══ Records for this exercise ══
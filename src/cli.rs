//! Command line interface
//!
//! Flags override values from the config file. The private key is never a
//! flag; it is read from the environment variable named in the config.

use crate::config::{GasPriceStrategy, Settings};

use anyhow::Result;
use clap::{Parser, ValueEnum};
use std::path::PathBuf;

const DEFAULT_CONFIG_PATH: &str = "config/default.toml";

#[derive(Debug, Parser)]
#[command(name = "stzeta-mint", version, about = "Mint stZETA tokens with a single signed transaction")]
pub struct Args {
    /// Config file (TOML). Defaults to config/default.toml when present
    #[arg(short, long, env = "MINT_CONFIG")]
    pub config: Option<PathBuf>,

    /// JSON-RPC endpoint URL
    #[arg(short, long, env = "MINT_RPC_URL")]
    pub rpc_url: Option<String>,

    /// Token contract address
    #[arg(long, env = "MINT_CONTRACT")]
    pub contract: Option<String>,

    /// Address receiving the minted tokens
    #[arg(short = 'a', long, env = "MINT_RECIPIENT")]
    pub recipient: Option<String>,

    /// Amount to mint in base units
    #[arg(short = 'm', long, env = "MINT_AMOUNT")]
    pub amount: Option<String>,

    /// Abort unless the node reports this chain ID
    #[arg(long)]
    pub chain_id: Option<u64>,

    /// Gas limit for the mint call
    #[arg(long)]
    pub gas_limit: Option<u64>,

    /// Gas pricing mode
    #[arg(long, value_enum)]
    pub gas_strategy: Option<GasStrategyArg>,

    /// Seconds to wait for the transaction to be mined
    #[arg(long)]
    pub timeout_secs: Option<u64>,

    /// Emit logs as JSON
    #[arg(long)]
    pub log_json: bool,
}

#[derive(Debug, Clone, Copy, PartialEq, Eq, ValueEnum)]
pub enum GasStrategyArg {
    Legacy,
    Eip1559,
}

impl From<GasStrategyArg> for GasPriceStrategy {
    fn from(arg: GasStrategyArg) -> Self {
        match arg {
            GasStrategyArg::Legacy => GasPriceStrategy::Legacy,
            GasStrategyArg::Eip1559 => GasPriceStrategy::Eip1559,
        }
    }
}

impl Args {
    /// Load the config file (if any), apply flag overrides and validate
    pub fn resolve_settings(&self) -> Result<Settings> {
        let mut settings = match &self.config {
            Some(path) => Settings::load(path)?,
            None => {
                let default_path = PathBuf::from(DEFAULT_CONFIG_PATH);
                if default_path.exists() {
                    Settings::load(&default_path)?
                } else {
                    Settings::default()
                }
            }
        };

        self.apply(&mut settings);
        settings.validate()?;
        Ok(settings)
    }

    /// Apply flag values on top of `settings`
    pub fn apply(&self, settings: &mut Settings) {
        if let Some(url) = &self.rpc_url {
            settings.rpc.url = url.clone();
        }
        if let Some(contract) = &self.contract {
            settings.mint.contract_address = contract.clone();
        }
        if let Some(recipient) = &self.recipient {
            settings.mint.recipient = recipient.clone();
        }
        if let Some(amount) = &self.amount {
            settings.mint.amount = amount.clone();
        }
        if self.chain_id.is_some() {
            settings.rpc.chain_id = self.chain_id;
        }
        if let Some(gas_limit) = self.gas_limit {
            settings.gas.gas_limit = gas_limit;
        }
        if let Some(strategy) = self.gas_strategy {
            settings.gas.strategy = strategy.into();
        }
        if let Some(timeout) = self.timeout_secs {
            settings.rpc.confirmation_timeout_secs = timeout;
        }
    }
}

#[cfg(test)]
mod tests {
    use super::*;
    use std::io::Write;

    #[test]
    fn test_flags_override_config() {
        let mut file = tempfile::NamedTempFile::new().unwrap();
        write!(
            file,
            r#"
[rpc]
url = "http://from-file:8545"

[mint]
contract_address = "0x5FbDB2315678afecb367f032d93F642f64180aa3"
recipient = "0x70997970C51812dc3A010C7d01b50e0d17dc79C8"
amount = "5"
"#
        )
        .unwrap();

        let args = Args::try_parse_from([
            "stzeta-mint",
            "--config",
            file.path().to_str().unwrap(),
            "--rpc-url",
            "http://from-flag:8545",
            "--amount",
            "77",
            "--gas-strategy",
            "eip1559",
            "--timeout-secs",
            "12",
        ])
        .unwrap();

        let settings = args.resolve_settings().unwrap();
        assert_eq!(settings.rpc.url, "http://from-flag:8545");
        assert_eq!(settings.mint.amount, "77");
        assert_eq!(
            settings.mint.recipient,
            "0x70997970C51812dc3A010C7d01b50e0d17dc79C8"
        );
        assert_eq!(settings.gas.strategy, GasPriceStrategy::Eip1559);
        assert_eq!(settings.rpc.confirmation_timeout_secs, 12);
    }

    #[test]
    fn test_apply_without_flags_keeps_settings() {
        let args = Args::try_parse_from(["stzeta-mint"]).unwrap();
        let mut settings = Settings::default();
        settings.rpc.url = "http://node:8545".to_string();
        args.apply(&mut settings);
        assert_eq!(settings.rpc.url, "http://node:8545");
        assert_eq!(settings.gas.gas_limit, 300_000);
    }

    #[test]
    fn test_missing_explicit_config_fails() {
        let args =
            Args::try_parse_from(["stzeta-mint", "--config", "/nonexistent/mint.toml"]).unwrap();
        assert!(args.resolve_settings().is_err());
    }

    #[test]
    fn test_rejects_unknown_strategy() {
        assert!(Args::try_parse_from(["stzeta-mint", "--gas-strategy", "turbo"]).is_err());
    }
}
//! stZETA mint submitter
//!
//! Connects to an Ethereum-compatible JSON-RPC node, signs a single
//! `mint(address,uint256)` call with a local key, submits it and waits for
//! the receipt.

pub mod chain;
pub mod cli;
pub mod config;
pub mod error;
pub mod tx;

pub use chain::{ChainClient, ChainProvider};
pub use config::Settings;
pub use error::{MintError, MintResult};
pub use tx::{MintOutcome, MintRequest, MintSubmitter, PendingMint, TxSigner};
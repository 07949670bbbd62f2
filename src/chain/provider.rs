//! JSON-RPC chain access behind the `ChainClient` trait

use crate::config::RpcConfig;
use crate::error::{MintError, MintResult};

use async_trait::async_trait;
use ethers::prelude::*;
use ethers::providers::RpcError;
use std::future::Future;
use std::time::Duration;
use tokio::time::timeout;
use tracing::{debug, info};

/// The node calls a mint run needs
#[cfg_attr(test, mockall::automock)]
#[async_trait]
pub trait ChainClient: Send + Sync {
    /// Chain ID reported by the node
    async fn chain_id(&self) -> MintResult<u64>;

    /// Next nonce for `address`, counting transactions still in the pool
    async fn pending_nonce(&self, address: Address) -> MintResult<U256>;

    /// Balance of `address` in wei
    async fn balance(&self, address: Address) -> MintResult<U256>;

    /// Node-suggested legacy gas price
    async fn gas_price(&self) -> MintResult<U256>;

    /// Node-estimated EIP-1559 fees as `(max_fee_per_gas, max_priority_fee_per_gas)`
    async fn eip1559_fees(&self) -> MintResult<(U256, U256)>;

    /// Submit a signed, RLP-encoded transaction and return its hash
    async fn send_raw_transaction(&self, raw: Bytes) -> MintResult<H256>;

    /// Receipt for `tx_hash`, `None` while not yet mined
    async fn transaction_receipt(&self, tx_hash: H256) -> MintResult<Option<TransactionReceipt>>;
}

/// HTTP JSON-RPC provider with a per-request timeout
pub struct ChainProvider {
    /// Underlying ethers provider
    http: Provider<Http>,
    /// Timeout applied to each RPC call
    request_timeout: Duration,
}

impl ChainProvider {
    /// Dial the endpoint and make sure it answers
    pub async fn connect(config: &RpcConfig) -> MintResult<Self> {
        let endpoint = config.url.clone();
        let http = Provider::<Http>::try_from(endpoint.as_str())
            .map_err(|e| MintError::Connection {
                endpoint: endpoint.clone(),
                message: e.to_string(),
            })?
            .interval(config.poll_interval());

        let request_timeout = config.request_timeout();
        let block = match timeout(request_timeout, http.get_block_number()).await {
            Ok(Ok(block)) => block.as_u64(),
            Ok(Err(e)) => {
                return Err(MintError::Connection {
                    endpoint,
                    message: e.to_string(),
                })
            }
            Err(_) => {
                return Err(MintError::Connection {
                    endpoint,
                    message: format!("no response within {:?}", request_timeout),
                })
            }
        };

        info!("Connected to {} (latest block {})", endpoint, block);

        Ok(Self {
            http,
            request_timeout,
        })
    }

    /// Run one RPC call under the request timeout, mapping failures to `Rpc`
    async fn call<T, F>(&self, operation: &str, fut: F) -> MintResult<T>
    where
        F: Future<Output = Result<T, ProviderError>> + Send,
    {
        match timeout(self.request_timeout, fut).await {
            Ok(Ok(value)) => Ok(value),
            Ok(Err(e)) => Err(MintError::rpc(operation, e)),
            Err(_) => Err(MintError::rpc(
                operation,
                format!("no response within {:?}", self.request_timeout),
            )),
        }
    }
}

#[async_trait]
impl ChainClient for ChainProvider {
    async fn chain_id(&self) -> MintResult<u64> {
        let id = self.call("eth_chainId", self.http.get_chainid()).await?;
        if id > U256::from(u64::MAX) {
            return Err(MintError::rpc("eth_chainId", format!("chain ID {} out of range", id)));
        }
        Ok(id.as_u64())
    }

    async fn pending_nonce(&self, address: Address) -> MintResult<U256> {
        self.call(
            "eth_getTransactionCount",
            self.http
                .get_transaction_count(address, Some(BlockNumber::Pending.into())),
        )
        .await
    }

    async fn balance(&self, address: Address) -> MintResult<U256> {
        self.call("eth_getBalance", self.http.get_balance(address, None))
            .await
    }

    async fn gas_price(&self) -> MintResult<U256> {
        self.call("eth_gasPrice", self.http.get_gas_price()).await
    }

    async fn eip1559_fees(&self) -> MintResult<(U256, U256)> {
        self.call("eth_feeHistory", self.http.estimate_eip1559_fees(None))
            .await
    }

    async fn send_raw_transaction(&self, raw: Bytes) -> MintResult<H256> {
        // A timeout here leaves the outcome unknown; it is reported as a
        // transport failure rather than a rejection.
        match timeout(self.request_timeout, self.http.send_raw_transaction(raw)).await {
            Ok(Ok(pending)) => {
                let tx_hash = pending.tx_hash();
                debug!("Node accepted transaction {:?}", tx_hash);
                Ok(tx_hash)
            }
            Ok(Err(e)) => match RpcError::as_error_response(&e) {
                Some(response) => Err(MintError::rejected(response.message.clone())),
                None => Err(MintError::rpc("eth_sendRawTransaction", e)),
            },
            Err(_) => Err(MintError::rpc(
                "eth_sendRawTransaction",
                format!("no response within {:?}", self.request_timeout),
            )),
        }
    }

    async fn transaction_receipt(&self, tx_hash: H256) -> MintResult<Option<TransactionReceipt>> {
        self.call(
            "eth_getTransactionReceipt",
            self.http.get_transaction_receipt(tx_hash),
        )
        .await
    }
}

/// Gas price types
#[derive(Debug, Clone, Copy, PartialEq, Eq)]
pub enum GasPrice {
    Legacy(U256),
    Eip1559 {
        max_fee_per_gas: U256,
        max_priority_fee_per_gas: U256,
    },
}

impl GasPrice {
    /// Highest price per gas the transaction may pay
    pub fn max_per_gas(&self) -> U256 {
        match self {
            GasPrice::Legacy(price) => *price,
            GasPrice::Eip1559 {
                max_fee_per_gas, ..
            } => *max_fee_per_gas,
        }
    }
}
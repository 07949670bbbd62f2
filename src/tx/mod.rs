//! Mint transaction construction, signing and submission

pub mod abi;
mod gas;
mod sender;
pub mod signer;

pub use abi::{MintCall, MintFunction, STZETA_ABI};
pub use gas::GasEstimator;
pub use sender::{build_mint_tx, MintOutcome, MintRequest, MintSubmitter, PendingMint};
pub use signer::{SignedTransaction, TxSigner};
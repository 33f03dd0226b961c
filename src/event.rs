//! [`Event`] is the per-name notifier bindings are registered against and
//! triggerings are issued through.
//!
//! An `Event` is a lightweight handle (a dispatcher handle plus a name)
//! rather than an owning heap node with a back-pointer to its dispatcher.
//! The actual binding list lives inside the dispatcher's shared state
//! (see [`EventState`]), keyed by the event's case-folded name. This avoids
//! the dispatcher-event reference cycle the reference implementation
//! resolves with raw, manually-managed pointers; see `DESIGN.md`.

use std::any::Any;
use std::rc::Rc;

use crate::binding::{BindingList, NotifyFn};
use crate::error::DispatchError;
use crate::pool::Pool;
use crate::Dispatcher;

/// Per-name state owned by the dispatcher: the original-case name and the
/// binding list. Never exposed directly; reached through [`Event`] handles.
pub(crate) struct EventState<S> {
    pub(crate) name: Rc<str>,
    pub(crate) bindings: BindingList<S>,
}

impl<S> EventState<S> {
    pub(crate) fn new(name: Rc<str>) -> Self {
        Self {
            name,
            bindings: BindingList::default(),
        }
    }
}

/// A callback invoked once a moment's binding list has been fully walked,
/// with the final OR'd `handled` value.
pub type ResultFn<S> = fn(&EventData<'_, S>, bool, Option<Rc<dyn Any>>);

/// A handle to a named notifier owned by a [`Dispatcher`].
///
/// Cloning an `Event` is cheap (a dispatcher handle clone plus an `Rc<str>`
/// clone); every clone refers to the same underlying binding list.
pub struct Event<S> {
    pub(crate) dispatcher: Dispatcher<S>,
    pub(crate) key: Rc<str>,
}

impl<S> Clone for Event<S> {
    fn clone(&self) -> Self {
        Self {
            dispatcher: self.dispatcher.clone(),
            key: self.key.clone(),
        }
    }
}

impl<S> Event<S> {
    pub(crate) fn new(dispatcher: Dispatcher<S>, key: Rc<str>) -> Self {
        Self { dispatcher, key }
    }

    /// The dispatcher this event belongs to.
    pub fn dispatcher(&self) -> &Dispatcher<S> {
        &self.dispatcher
    }

    /// The dispatcher's source value.
    pub fn get_source(&self) -> Rc<S> {
        self.dispatcher.source()
    }

    /// The event's original-case name.
    pub fn get_name(&self) -> Rc<str> {
        self.dispatcher
            .with_event_state(&self.key, |state| state.name.clone())
            .expect("event exists for the lifetime of its dispatcher")
    }

    /// Binds `cb` with `arg` to this event. A second bind of the same `cb`
    /// is a no-op (see [`crate::binding::BindingList::bind`]).
    pub fn bind(&self, cb: NotifyFn<S>, arg: Option<Rc<dyn Any>>) {
        let running = self.dispatcher.is_running();
        self.dispatcher
            .with_event_state_mut(&self.key, |state| state.bindings.bind(cb, arg, running))
            .expect("event exists for the lifetime of its dispatcher");
    }

    /// Unbinds `cb` from this event. A callback that was never bound is a
    /// silent no-op.
    pub fn unbind(&self, cb: NotifyFn<S>) {
        let running = self.dispatcher.is_running();
        self.dispatcher
            .with_event_state_mut(&self.key, |state| state.bindings.unbind(cb, running))
            .expect("event exists for the lifetime of its dispatcher");
    }

    /// Queues a triggering of this event and, if the dispatcher is not
    /// already draining, drains it synchronously before returning.
    pub fn trigger(
        &self,
        payload: Option<Rc<dyn Any>>,
        result_cb: Option<ResultFn<S>>,
        result_arg: Option<Rc<dyn Any>>,
    ) -> Result<(), DispatchError> {
        self.dispatcher
            .enqueue_and_drain(self.key.clone(), payload, result_cb, result_arg)
    }

    /// Consumes a pre-allocated [`crate::TriggerData`] to queue a triggering
    /// that cannot fail. See [`Dispatcher::prepare_trigger`].
    pub fn trigger_prepared(
        &self,
        payload: Option<Rc<dyn Any>>,
        result_cb: Option<ResultFn<S>>,
        result_arg: Option<Rc<dyn Any>>,
        trigger_data: crate::TriggerData,
    ) {
        self.dispatcher.enqueue_prepared_and_drain(
            self.key.clone(),
            payload,
            result_cb,
            result_arg,
            trigger_data,
        );
    }
}

/// The record delivered to every callback invoked for one moment.
///
/// `handled` starts each callback invocation at the value accumulated so
/// far this moment and is monotonic: once any callback sets it, it stays
/// set for the rest of the moment.
pub struct EventData<'a, S> {
    source: Rc<S>,
    name: Rc<str>,
    event: Event<S>,
    payload: Option<Rc<dyn Any>>,
    handled: bool,
    pool: &'a mut Pool,
}

impl<'a, S> EventData<'a, S> {
    pub(crate) fn new(
        source: Rc<S>,
        name: Rc<str>,
        event: Event<S>,
        payload: Option<Rc<dyn Any>>,
        handled: bool,
        pool: &'a mut Pool,
    ) -> Self {
        Self {
            source,
            name,
            event,
            payload,
            handled,
            pool,
        }
    }

    /// The dispatcher's source value.
    pub fn source(&self) -> &S {
        &self.source
    }

    /// The event's original-case name.
    pub fn name(&self) -> &str {
        &self.name
    }

    /// The event this moment is being delivered for.
    pub fn event(&self) -> &Event<S> {
        &self.event
    }

    /// The payload this triggering was called with, if any.
    pub fn payload(&self) -> Option<&Rc<dyn Any>> {
        self.payload.as_ref()
    }

    /// Whether the moment has been marked handled so far.
    pub fn handled(&self) -> bool {
        self.handled
    }

    /// Marks the moment handled. Monotonic: calling this with `false` after
    /// it has been set does nothing.
    pub fn set_handled(&mut self, handled: bool) {
        self.handled |= handled;
    }

    /// The moment's scratch pool.
    pub fn pool(&mut self) -> &mut Pool {
        self.pool
    }
}
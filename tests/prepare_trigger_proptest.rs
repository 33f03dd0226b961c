//! Property-based check that `prepare_trigger`/`unprepare_trigger` always
//! balance allocations under a counting allocator hook, fuzzed over
//! arbitrary interleavings of prepare/consume/unprepare.

use std::cell::Cell;
use std::rc::Rc;

use proptest::prelude::*;

use revent::{AllocHook, Dispatcher, EventData};

#[derive(Debug, Default)]
struct CountingHook {
    allocs: Cell<u32>,
    frees: Cell<u32>,
}

impl AllocHook for CountingHook {
    fn on_alloc(&self, _size: usize) -> bool {
        self.allocs.set(self.allocs.get() + 1);
        true
    }

    fn on_dealloc(&self, _size: usize) {
        self.frees.set(self.frees.get() + 1);
    }
}

fn noop(_: &mut EventData<'_, ()>, _arg: Option<Rc<dyn std::any::Any>>) {}

proptest! {
    /// Every prepared-but-unused trigger releases its allocation on
    /// `unprepare_trigger`, and every prepared trigger that *is* consumed by
    /// `trigger_prepared` releases it once the moment is delivered: either
    /// way, allocs and frees end up equal.
    #[test]
    fn prepare_unprepare_and_consume_always_balance(consume in prop::collection::vec(any::<bool>(), 0..32)) {
        tracing_subscriber::fmt::try_init().ok();

        let hook = Rc::new(CountingHook::default());
        let dispatcher = Dispatcher::create_with_allocator((), hook.clone());
        let event = dispatcher.create_event("e").unwrap();
        event.bind(noop, None);

        for should_consume in consume {
            let trigger_data = dispatcher.prepare_trigger().unwrap();
            if should_consume {
                event.trigger_prepared(None, None, None, trigger_data);
            } else {
                dispatcher.unprepare_trigger(trigger_data);
            }
        }

        prop_assert_eq!(hook.allocs.get(), hook.frees.get());
    }
}
//! A scoped arena used to back the scratch data of one triggering.
//!
//! [`Pool`] is this crate's sole heap-allocation choke point: everything
//! else (the event map, binding lists, the moment queue) uses ordinary
//! `Vec`/`HashMap` growth and is treated as infallible, matching idiomatic
//! Rust practice. The pool is a single place where out-of-memory pressure
//! can be simulated deterministically in tests, via the [`AllocHook`]
//! trait, and where a caller who cannot tolerate an allocation failure on
//! the delivery path can pre-allocate (see
//! [`crate::Dispatcher::prepare_trigger`]).

use std::fmt;
use std::rc::Rc;

use bumpalo::Bump;

use crate::error::DispatchError;

/// Default scratch capacity reserved for one moment's pool.
///
/// Chosen generously enough that ordinary payload/event-data bookkeeping
/// never needs the arena to grow past its first chunk.
pub(crate) const DEFAULT_POOL_CAPACITY: usize = 256;

/// An injectable allocator interface, analogous to a C API's
/// `(malloc, realloc, free)` triple.
///
/// Production code never needs to implement this; [`SystemAllocHook`] is
/// the default. Tests install a failing or counting implementation to
/// exercise the `NoMemory` path and to verify that
/// [`prepare_trigger`](crate::Dispatcher::prepare_trigger) and
/// [`unprepare_trigger`](crate::Dispatcher::unprepare_trigger) balance their
/// allocations exactly.
#[cfg_attr(feature = "mock", mockall::automock)]
pub trait AllocHook: fmt::Debug {
    /// Called once when a [`Pool`] is created. Return `false` to simulate
    /// an allocation failure; the pool is then never constructed.
    fn on_alloc(&self, size: usize) -> bool;

    /// Called once when a [`Pool`] created by this hook is dropped.
    fn on_dealloc(&self, size: usize);
}

/// The default hook: always succeeds and does no bookkeeping.
#[derive(Debug, Default, Clone, Copy)]
pub struct SystemAllocHook;

impl AllocHook for SystemAllocHook {
    fn on_alloc(&self, _size: usize) -> bool {
        true
    }

    fn on_dealloc(&self, _size: usize) {}
}

/// A scoped bump arena backing the scratch data of one triggering.
///
/// `alloc`/`alloc_str` hand out scratch storage for the lifetime of one
/// moment's delivery (e.g. building an audit-log message inside a
/// callback); everything allocated into a pool is freed en masse when the
/// pool drops, which is what the prepare/unprepare balance test and the
/// deferred-destroy test both rely on.
pub struct Pool {
    arena: Bump,
    hook: Rc<dyn AllocHook>,
    size: usize,
}

impl fmt::Debug for Pool {
    fn fmt(&self, f: &mut fmt::Formatter<'_>) -> fmt::Result {
        f.debug_struct("Pool").field("size", &self.size).finish()
    }
}

impl Pool {
    /// Creates a pool backed by `hook`, asking it to account for `size`
    /// bytes. Returns [`DispatchError::NoMemory`] if the hook refuses.
    pub fn try_new(hook: Rc<dyn AllocHook>, size: usize) -> Result<Self, DispatchError> {
        if !hook.on_alloc(size) {
            return Err(DispatchError::NoMemory);
        }
        Ok(Self {
            arena: Bump::with_capacity(size),
            hook,
            size,
        })
    }

    /// Copies `value` into the pool's arena, returning a reference valid for
    /// the lifetime of this moment's delivery.
    pub fn alloc<T>(&self, value: T) -> &T {
        self.arena.alloc(value)
    }

    /// Copies `s` into the pool's arena. Handy for building short-lived
    /// audit/log strings from inside a callback without a separate
    /// allocator.
    pub fn alloc_str(&self, s: &str) -> &str {
        self.arena.alloc_str(s)
    }
}

impl Drop for Pool {
    fn drop(&mut self) {
        self.hook.on_dealloc(self.size);
    }
}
═══
▶ [Work to be completed] Could you please retype the lines from the start of the data through the line with "#[derive(Debug, Parser)]", both included, and nothing else?

▶ [Task answer]
filename src/cli.rs
//! Command line interface
//!
//! Flags override values from the config file. The private key is never a
//! flag; it is read from the environment variable named in the config.

use crate::config::{GasPriceStrategy, Settings};

use anyhow::Result;
use clap::{Parser, ValueEnum};
use std::path::PathBuf;

const DEFAULT_CONFIG_PATH: &str = "config/default.toml";

#[derive(Debug, Parser)]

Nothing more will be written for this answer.